How to complete this task –
Out of the entries that follow, copy each line containing "lines".

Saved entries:
------------------------------------
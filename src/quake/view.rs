//! What a request resolves to, and the flat fields the page is drawn from

use axum::http::StatusCode;
use serde::Serialize;

use super::record::QuakeRecord;
use super::validate::QueryEcho;

/// Terminal state of a request
#[derive(Debug, Clone, PartialEq)]
pub enum ViewModel {
    /// No query yet, or an incomplete one: the blank form
    Initial,
    /// Input rejected before any lookup
    ValidationError { message: String },
    /// State and period are not part of the dataset
    NotInDataset { message: String },
    /// Storage or decoding failed
    InternalError { message: String },
    /// Statistics found and decoded
    Success(QuakeRecord),
}

impl ViewModel {
    pub fn status(&self) -> StatusCode {
        match self {
            ViewModel::Initial | ViewModel::NotInDataset { .. } | ViewModel::Success(_) => {
                StatusCode::OK
            }
            ViewModel::ValidationError { .. } => StatusCode::BAD_REQUEST,
            ViewModel::InternalError { .. } => StatusCode::INTERNAL_SERVER_ERROR,
        }
    }
}

/// Flat field set consumed by the page template
///
/// Exactly one `show_*` flag is set unless the view is [`ViewModel::Initial`].
#[derive(Debug, Clone, Default, PartialEq, Eq, Serialize)]
pub struct ViewFields {
    pub state: String,
    pub year: String,
    pub month: String,
    pub show_result: bool,
    pub show_error: bool,
    pub show_missing: bool,
    pub error_message: String,
    pub missing_message: String,
    pub quake_count: String,
    pub max_mag: String,
    pub quake_occurred: String,
    pub pred_prob_percent: String,
}

impl ViewFields {
    pub fn new(echo: &QueryEcho, view: &ViewModel) -> Self {
        let echoed = Self {
            state: echo.state.clone(),
            year: echo.year.clone(),
            month: echo.month.clone(),
            ..Self::default()
        };

        match view {
            ViewModel::Initial => Self::default(),
            ViewModel::ValidationError { message } | ViewModel::InternalError { message } => {
                Self {
                    show_error: true,
                    error_message: message.clone(),
                    ..echoed
                }
            }
            ViewModel::NotInDataset { message } => Self {
                show_missing: true,
                missing_message: message.clone(),
                ..echoed
            },
            ViewModel::Success(record) => Self {
                show_result: true,
                quake_count: record.quake_count.to_string(),
                max_mag: record.max_mag_display(),
                quake_occurred: record.quake_occurred_display().to_string(),
                pred_prob_percent: record.pred_prob_percent(),
                ..echoed
            },
        }
    }
}

#[cfg(test)]
mod tests {
    use super::*;

    fn echo() -> QueryEcho {
        QueryEcho {
            state: "CA".to_string(),
            year: "2023".to_string(),
            month: "4".to_string(),
        }
    }

    fn flags(fields: &ViewFields) -> usize {
        [fields.show_result, fields.show_error, fields.show_missing]
            .iter()
            .filter(|f| **f)
            .count()
    }

    #[test]
    fn test_initial_is_blank() {
        let fields = ViewFields::new(&echo(), &ViewModel::Initial);
        assert_eq!(fields, ViewFields::default());
        assert_eq!(flags(&fields), 0);
        assert_eq!(ViewModel::Initial.status(), StatusCode::OK);
    }

    #[test]
    fn test_exactly_one_flag() {
        let views = [
            ViewModel::ValidationError { message: "bad".into() },
            ViewModel::NotInDataset { message: "missing".into() },
            ViewModel::InternalError { message: "oops".into() },
            ViewModel::Success(QuakeRecord {
                quake_count: 3,
                max_mag: 2.5,
                quake_occurred: false,
                pred_prob: 0.1,
            }),
        ];
        for view in &views {
            let fields = ViewFields::new(&echo(), view);
            assert_eq!(flags(&fields), 1, "{:?}", view);
            assert_eq!(fields.state, "CA");
            assert_eq!(fields.month, "4");
        }
    }

    #[test]
    fn test_status_codes() {
        assert_eq!(
            ViewModel::ValidationError { message: String::new() }.status(),
            StatusCode::BAD_REQUEST
        );
        assert_eq!(
            ViewModel::NotInDataset { message: String::new() }.status(),
            StatusCode::OK
        );
        assert_eq!(
            ViewModel::InternalError { message: String::new() }.status(),
            StatusCode::INTERNAL_SERVER_ERROR
        );
    }

    #[test]
    fn test_success_fields() {
        let view = ViewModel::Success(QuakeRecord {
            quake_count: 42,
            max_mag: 4.256,
            quake_occurred: true,
            pred_prob: 0.5,
        });
        let fields = ViewFields::new(&echo(), &view);
        assert_eq!(fields.quake_count, "42");
        assert_eq!(fields.max_mag, "4.26");
        assert_eq!(fields.quake_occurred, "Yes");
        assert_eq!(fields.pred_prob_percent, "50.00 %");
        assert!(fields.error_message.is_empty());
    }
}
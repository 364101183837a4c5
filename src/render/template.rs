//! Minimal mustache-style templates
//!
//! Supports `{{name}}` (HTML-escaped), `{{#name}}...{{/name}}` rendered when
//! the value is truthy, and `{{^name}}...{{/name}}` rendered when it is not.
//! Sections of the same name cannot nest.

use serde_json::{Map, Value};
use thiserror::Error;

#[derive(Debug, Error)]
pub enum RenderError {
    #[error("unclosed tag at byte {0}")]
    UnclosedTag(usize),

    #[error("section {0:?} is never closed")]
    UnclosedSection(String),

    #[error("unexpected closing tag {0:?}")]
    UnexpectedClose(String),

    #[error("template context must be an object")]
    NotAnObject,

    #[error("cannot build template context: {0}")]
    Context(#[from] serde_json::Error),
}

/// Render `template` against `context`
pub fn render(template: &str, context: &Map<String, Value>) -> Result<String, RenderError> {
    let mut out = String::with_capacity(template.len());
    render_into(&mut out, template, 0, context)?;
    Ok(out)
}

fn render_into(
    out: &mut String,
    template: &str,
    offset: usize,
    context: &Map<String, Value>,
) -> Result<(), RenderError> {
    let mut rest = template;
    let mut position = offset;

    while let Some(start) = rest.find("{{") {
        out.push_str(&rest[..start]);
        let after = &rest[start + 2..];
        let end = after
            .find("}}")
            .ok_or(RenderError::UnclosedTag(position + start))?;
        let tag = after[..end].trim();
        let consumed = start + 2 + end + 2;
        rest = &rest[consumed..];
        position += consumed;

        if let Some((name, inverted)) = section_name(tag) {
            let close = format!("{{{{/{}}}}}", name);
            let close_at = rest
                .find(&close)
                .ok_or_else(|| RenderError::UnclosedSection(name.to_string()))?;
            if is_truthy(context.get(name)) != inverted {
                render_into(out, &rest[..close_at], position, context)?;
            }
            rest = &rest[close_at + close.len()..];
            position += close_at + close.len();
        } else if let Some(name) = tag.strip_prefix('/') {
            return Err(RenderError::UnexpectedClose(name.trim().to_string()));
        } else {
            push_escaped(out, &value_text(context.get(tag)));
        }
    }

    out.push_str(rest);
    Ok(())
}

fn section_name(tag: &str) -> Option<(&str, bool)> {
    if let Some(name) = tag.strip_prefix('#') {
        Some((name.trim(), false))
    } else {
        tag.strip_prefix('^').map(|name| (name.trim(), true))
    }
}

fn is_truthy(value: Option<&Value>) -> bool {
    match value {
        None | Some(Value::Null) => false,
        Some(Value::Bool(b)) => *b,
        Some(Value::String(s)) => !s.is_empty(),
        Some(Value::Number(n)) => n.as_f64() != Some(0.0),
        Some(Value::Array(a)) => !a.is_empty(),
        Some(Value::Object(_)) => true,
    }
}

fn value_text(value: Option<&Value>) -> String {
    match value {
        None | Some(Value::Null) => String::new(),
        Some(Value::String(s)) => s.clone(),
        Some(other) => other.to_string(),
    }
}

fn push_escaped(out: &mut String, text: &str) {
    for c in text.chars() {
        match c {
            '&' => out.push_str("&amp;"),
            '<' => out.push_str("&lt;"),
            '>' => out.push_str("&gt;"),
            '"' => out.push_str("&quot;"),
            '\'' => out.push_str("&#39;"),
            c => out.push(c),
        }
    }
}

#[cfg(test)]
mod tests {
    use super::*;
    use serde_json::json;

    fn context(value: Value) -> Map<String, Value> {
        match value {
            Value::Object(map) => map,
            _ => unreachable!(),
        }
    }

    #[test]
    fn test_variables() {
        let ctx = context(json!({"state": "CA", "count": 3, "flag": true}));
        assert_eq!(
            render("{{state}}/{{ count }}/{{flag}}/{{missing}}", &ctx).unwrap(),
            "CA/3/true/"
        );
    }

    #[test]
    fn test_sections() {
        let ctx = context(json!({"yes": true, "no": false, "text": "x"}));
        assert_eq!(
            render("[{{#yes}}a{{text}}{{/yes}}][{{#no}}b{{/no}}][{{^no}}c{{/no}}]", &ctx).unwrap(),
            "[ax][][c]"
        );
    }

    #[test]
    fn test_nested_sections() {
        let ctx = context(json!({"outer": true, "inner": "y"}));
        assert_eq!(
            render("{{#outer}}<{{#inner}}{{inner}}{{/inner}}>{{/outer}}", &ctx).unwrap(),
            "<y>"
        );
    }

    #[test]
    fn test_escaping() {
        let ctx = context(json!({"v": "<a href=\"x\">Tom & 'Jerry'</a>"}));
        assert_eq!(
            render("{{v}}", &ctx).unwrap(),
            "&lt;a href=&quot;x&quot;&gt;Tom &amp; &#39;Jerry&#39;&lt;/a&gt;"
        );
    }

    #[test]
    fn test_malformed_templates() {
        let ctx = Map::new();
        assert!(matches!(render("abc {{oops", &ctx), Err(RenderError::UnclosedTag(4))));
        assert!(matches!(
            render("{{#a}}never closed", &ctx),
            Err(RenderError::UnclosedSection(name)) if name == "a"
        ));
        assert!(matches!(
            render("{{/a}}", &ctx),
            Err(RenderError::UnexpectedClose(name)) if name == "a"
        ));
    }
}
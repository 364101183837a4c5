//! quake-lookup entry point
//!
//! Parses arguments, dispatches to the CLI module, prints errors to stderr
//! and exits non-zero on failure. All logic lives in `cli`.

use quake_lookup::cli;

fn main() {
    if let Err(e) = cli::run() {
        eprintln!("{}", e);
        std::process::exit(1);
    }
}
//! Observable events for the lookup service
//!
//! Every log line carries one of these as its `event` key.

use std::fmt;

/// Observable events
#[derive(Debug, Clone, Copy, PartialEq, Eq)]
pub enum Event {
    // Lifecycle
    /// Configuration resolved from file, arguments and environment
    ConfigLoaded,
    /// HTTP listener bound, ready to serve
    ServerStart,
    /// Server could not start or stopped with an error
    ServerFailed,

    // Request path
    /// Storage lookup about to be issued for a row key
    RowLookup,
    /// Storage reported the row key as missing
    RowMissing,
    /// Storage returned an unexpected error
    LookupFailed,
    /// A stored column could not be decoded
    DecodeFailed,
    /// Page template could not be rendered
    RenderFailed,
}

impl Event {
    /// Returns the string representation used in log lines
    pub fn as_str(&self) -> &'static str {
        match self {
            Event::ConfigLoaded => "CONFIG_LOADED",
            Event::ServerStart => "SERVER_START",
            Event::ServerFailed => "SERVER_FAILED",
            Event::RowLookup => "ROW_LOOKUP",
            Event::RowMissing => "ROW_MISSING",
            Event::LookupFailed => "LOOKUP_FAILED",
            Event::DecodeFailed => "DECODE_FAILED",
            Event::RenderFailed => "RENDER_FAILED",
        }
    }

    /// Whether this event means the process cannot continue
    pub fn is_fatal(&self) -> bool {
        matches!(self, Event::ServerFailed)
    }
}

impl fmt::Display for Event {
    fn fmt(&self, f: &mut fmt::Formatter<'_>) -> fmt::Result {
        write!(f, "{}", self.as_str())
    }
}

#[cfg(test)]
mod tests {
    use super::*;

    #[test]
    fn test_all_events_have_string_representation() {
        let events = [
            Event::ConfigLoaded,
            Event::ServerStart,
            Event::ServerFailed,
            Event::RowLookup,
            Event::RowMissing,
            Event::LookupFailed,
            Event::DecodeFailed,
            Event::RenderFailed,
        ];

        for event in events {
            let s = event.as_str();
            assert!(!s.is_empty());
            assert!(s.chars().all(|c| c.is_uppercase() || c == '_'));
        }
    }

    #[test]
    fn test_fatal_events() {
        assert!(Event::ServerFailed.is_fatal());
        assert!(!Event::LookupFailed.is_fatal());
        assert!(!Event::RowLookup.is_fatal());
    }

    #[test]
    fn test_event_display() {
        assert_eq!(format!("{}", Event::RowLookup), "ROW_LOOKUP");
    }
}
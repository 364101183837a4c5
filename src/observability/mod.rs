//! Observability for the lookup service
//!
//! Structured JSON-lines logging of lifecycle and request events.
//!
//! ```ignore
//! use quake_lookup::observability::{Event, Logger};
//!
//! Logger::info(Event::RowLookup, &[("row_key", "CA#2023#04")]);
//! ```

mod events;
mod logger;

pub use events::Event;
pub use logger::{Logger, Severity};

/// Log a lifecycle event
pub fn log_event(event: Event) {
    log_event_with_fields(event, &[]);
}

/// Log a lifecycle event with fields
pub fn log_event_with_fields(event: Event, fields: &[(&str, &str)]) {
    let severity = if event.is_fatal() {
        Severity::Fatal
    } else {
        Severity::Info
    };
    Logger::log(severity, event, fields);
}
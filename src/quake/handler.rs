//! Search request handling
//!
//! validate -> row key -> lookup -> classify. Every path ends in a
//! [`SearchResponse`]; nothing here returns an error to the HTTP layer.

use std::sync::Arc;

use axum::http::StatusCode;
use url::form_urlencoded;

use super::classify::{classify, LookupOutcome};
use super::validate::{validate, Query, QueryEcho, ValidationOutcome};
use super::view::{ViewFields, ViewModel};
use crate::observability::{Event, Logger};
use crate::store::{RowStore, QUAKE_TABLE};

/// Raw `/search` query parameters; a missing parameter is an empty string
#[derive(Debug, Clone, Default, PartialEq, Eq)]
pub struct SearchParams {
    pub state: String,
    pub year: String,
    pub month: String,
}

impl SearchParams {
    /// Read the parameters from a raw query string
    ///
    /// Never fails: the first occurrence of a repeated key wins, unknown keys
    /// are ignored and invalid UTF-8 escapes decode lossily.
    pub fn from_query(raw: Option<&str>) -> Self {
        let mut state = None;
        let mut year = None;
        let mut month = None;

        for (key, value) in form_urlencoded::parse(raw.unwrap_or_default().as_bytes()) {
            let slot = match key.as_ref() {
                "state" => &mut state,
                "year" => &mut year,
                "month" => &mut month,
                _ => continue,
            };
            if slot.is_none() {
                *slot = Some(value.into_owned());
            }
        }

        Self {
            state: state.unwrap_or_default(),
            year: year.unwrap_or_default(),
            month: month.unwrap_or_default(),
        }
    }
}

/// Outcome of one request, ready for rendering
#[derive(Debug, Clone, PartialEq)]
pub struct SearchResponse {
    echo: QueryEcho,
    view: ViewModel,
}

impl SearchResponse {
    pub fn new(echo: QueryEcho, view: ViewModel) -> Self {
        Self { echo, view }
    }

    /// The blank form
    pub fn initial() -> Self {
        Self::new(QueryEcho::default(), ViewModel::Initial)
    }

    pub fn status(&self) -> StatusCode {
        self.view.status()
    }

    pub fn fields(&self) -> ViewFields {
        ViewFields::new(&self.echo, &self.view)
    }
}

/// Answers search requests against a shared row store
#[derive(Clone)]
pub struct SearchHandler {
    store: Arc<dyn RowStore>,
    table: String,
}

impl SearchHandler {
    pub fn new(store: Arc<dyn RowStore>) -> Self {
        Self {
            store,
            table: QUAKE_TABLE.to_string(),
        }
    }

    pub async fn search(&self, params: &SearchParams) -> SearchResponse {
        match validate(&params.state, &params.year, &params.month) {
            Err(ValidationOutcome::Incomplete) => SearchResponse::initial(),
            Err(ValidationOutcome::InvalidState { echo, message }) => {
                SearchResponse::new(echo, ViewModel::ValidationError { message })
            }
            Ok(query) => self.lookup(query).await,
        }
    }

    async fn lookup(&self, query: Query) -> SearchResponse {
        let row_key = query.row_key();
        Logger::info(
            Event::RowLookup,
            &[("row_key", row_key.as_str()), ("table", self.table.as_str())],
        );

        let outcome = LookupOutcome::from_store(self.store.get(&self.table, &row_key).await);
        let view = classify(&query, outcome);
        SearchResponse::new(query.echo(), view)
    }
}

impl std::fmt::Debug for SearchHandler {
    fn fmt(&self, f: &mut std::fmt::Formatter<'_>) -> std::fmt::Result {
        f.debug_struct("SearchHandler")
            .field("table", &self.table)
            .finish_non_exhaustive()
    }
}
//! HBase REST gateway client
//!
//! `GET {base}/{table}/{row_key}` with `Accept: application/json`. The
//! gateway answers with a cell set whose keys, columns and values are all
//! base64 encoded:
//!
//! ```json
//! {"Row":[{"key":"Q0EjMjAyMyMwNA==","Cell":[{"column":"czptYXhfbWFn","timestamp":1,"$":"My4x"}]}]}
//! ```
//!
//! A missing row is reported as HTTP 404.

use base64::engine::general_purpose::STANDARD;
use base64::Engine as _;
use reqwest::header::ACCEPT;
use reqwest::{Client, StatusCode, Url};
use serde::Deserialize;

use super::{Cell, LookupFuture, RowStore, StatsRow, StoreError, StoreResult};
use crate::quake::RowKey;

#[derive(Debug, Deserialize)]
struct CellSetJson {
    #[serde(rename = "Row", default)]
    rows: Vec<RowJson>,
}

#[derive(Debug, Deserialize)]
struct RowJson {
    #[serde(rename = "Cell", default)]
    cells: Vec<CellJson>,
}

#[derive(Debug, Deserialize)]
struct CellJson {
    column: String,
    #[serde(rename = "$", default)]
    value: String,
}

/// Basic-auth credential given as `user` or `user:password`
#[derive(Clone)]
struct Credential {
    user: String,
    password: Option<String>,
}

impl Credential {
    fn parse(raw: &str) -> Self {
        match raw.split_once(':') {
            Some((user, password)) => Self {
                user: user.to_string(),
                password: Some(password.to_string()),
            },
            None => Self {
                user: raw.to_string(),
                password: None,
            },
        }
    }
}

/// Row store backed by the HBase REST gateway
pub struct HbaseRestStore {
    client: Client,
    base: Url,
    credential: Option<Credential>,
}

impl std::fmt::Debug for HbaseRestStore {
    fn fmt(&self, f: &mut std::fmt::Formatter<'_>) -> std::fmt::Result {
        f.debug_struct("HbaseRestStore")
            .field("endpoint", &self.endpoint())
            .field("authenticated", &self.credential.is_some())
            .finish()
    }
}

impl HbaseRestStore {
    /// Create a client for the gateway at `endpoint`
    ///
    /// `auth` is passed through verbatim as HTTP basic auth.
    pub fn new(endpoint: &str, auth: Option<&str>) -> StoreResult<Self> {
        let base = Url::parse(endpoint)
            .map_err(|e| StoreError::InvalidEndpoint(format!("{}: {}", endpoint, e)))?;

        if !matches!(base.scheme(), "http" | "https") {
            return Err(StoreError::InvalidEndpoint(format!(
                "{}: scheme must be http or https",
                endpoint
            )));
        }
        if base.cannot_be_a_base() {
            return Err(StoreError::InvalidEndpoint(endpoint.to_string()));
        }

        let credential = auth
            .map(str::trim)
            .filter(|a| !a.is_empty())
            .map(Credential::parse);

        Ok(Self {
            client: Client::new(),
            base,
            credential,
        })
    }

    /// `host:port` of the gateway, without path or user info
    pub fn endpoint(&self) -> String {
        let host = self.base.host_str().unwrap_or_default();
        match self.base.port_or_known_default() {
            Some(port) => format!("{}:{}", host, port),
            None => host.to_string(),
        }
    }

    /// Gateway URL of a single row; the key is percent-encoded as one segment
    pub fn row_url(&self, table: &str, row_key: &RowKey) -> StoreResult<Url> {
        let mut url = self.base.clone();
        url.path_segments_mut()
            .map_err(|_| StoreError::InvalidEndpoint(self.base.to_string()))?
            .pop_if_empty()
            .push(table)
            .push(row_key.as_str());
        Ok(url)
    }

    async fn fetch(&self, table: &str, row_key: &RowKey) -> StoreResult<StatsRow> {
        let url = self.row_url(table, row_key)?;

        let mut request = self.client.get(url).header(ACCEPT, "application/json");
        if let Some(credential) = &self.credential {
            request = request.basic_auth(&credential.user, credential.password.as_deref());
        }

        let response = request.send().await?;
        let status = response.status();

        if status == StatusCode::NOT_FOUND {
            return Err(StoreError::NotFound);
        }
        if !status.is_success() {
            let body = match response.text().await {
                Ok(body) => body,
                Err(e) => format!("<unreadable body: {}>", e.without_url()),
            };
            return Err(StoreError::Status {
                status: status.as_u16(),
                body,
            });
        }

        let body = response.bytes().await?;
        parse_cell_set(&body)
    }
}

impl RowStore for HbaseRestStore {
    fn get<'a>(&'a self, table: &'a str, row_key: &'a RowKey) -> LookupFuture<'a> {
        Box::pin(self.fetch(table, row_key))
    }
}

/// Decode a gateway cell set into a row
///
/// An empty body or a cell set without rows is an existing key with no
/// columns.
pub(crate) fn parse_cell_set(body: &[u8]) -> StoreResult<StatsRow> {
    if body.iter().all(u8::is_ascii_whitespace) {
        return Ok(StatsRow::default());
    }

    let cell_set: CellSetJson =
        serde_json::from_slice(body).map_err(|e| StoreError::Malformed(e.to_string()))?;

    let cells = cell_set
        .rows
        .into_iter()
        .flat_map(|row| row.cells)
        .map(|cell| {
            let column = STANDARD
                .decode(&cell.column)
                .map_err(|e| StoreError::Malformed(format!("column: {}", e)))?;
            let column = String::from_utf8(column)
                .map_err(|e| StoreError::Malformed(format!("column: {}", e)))?;
            let value = STANDARD
                .decode(&cell.value)
                .map_err(|e| StoreError::Malformed(format!("value of {}: {}", column, e)))?;
            Ok(Cell::new(column, value))
        })
        .collect::<StoreResult<Vec<_>>>()?;

    Ok(StatsRow::from_cells(cells))
}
------------------------------------
Result –
    /// Returns the string representation used in log lines
//! Structured JSON-lines logging of lifecycle and request events.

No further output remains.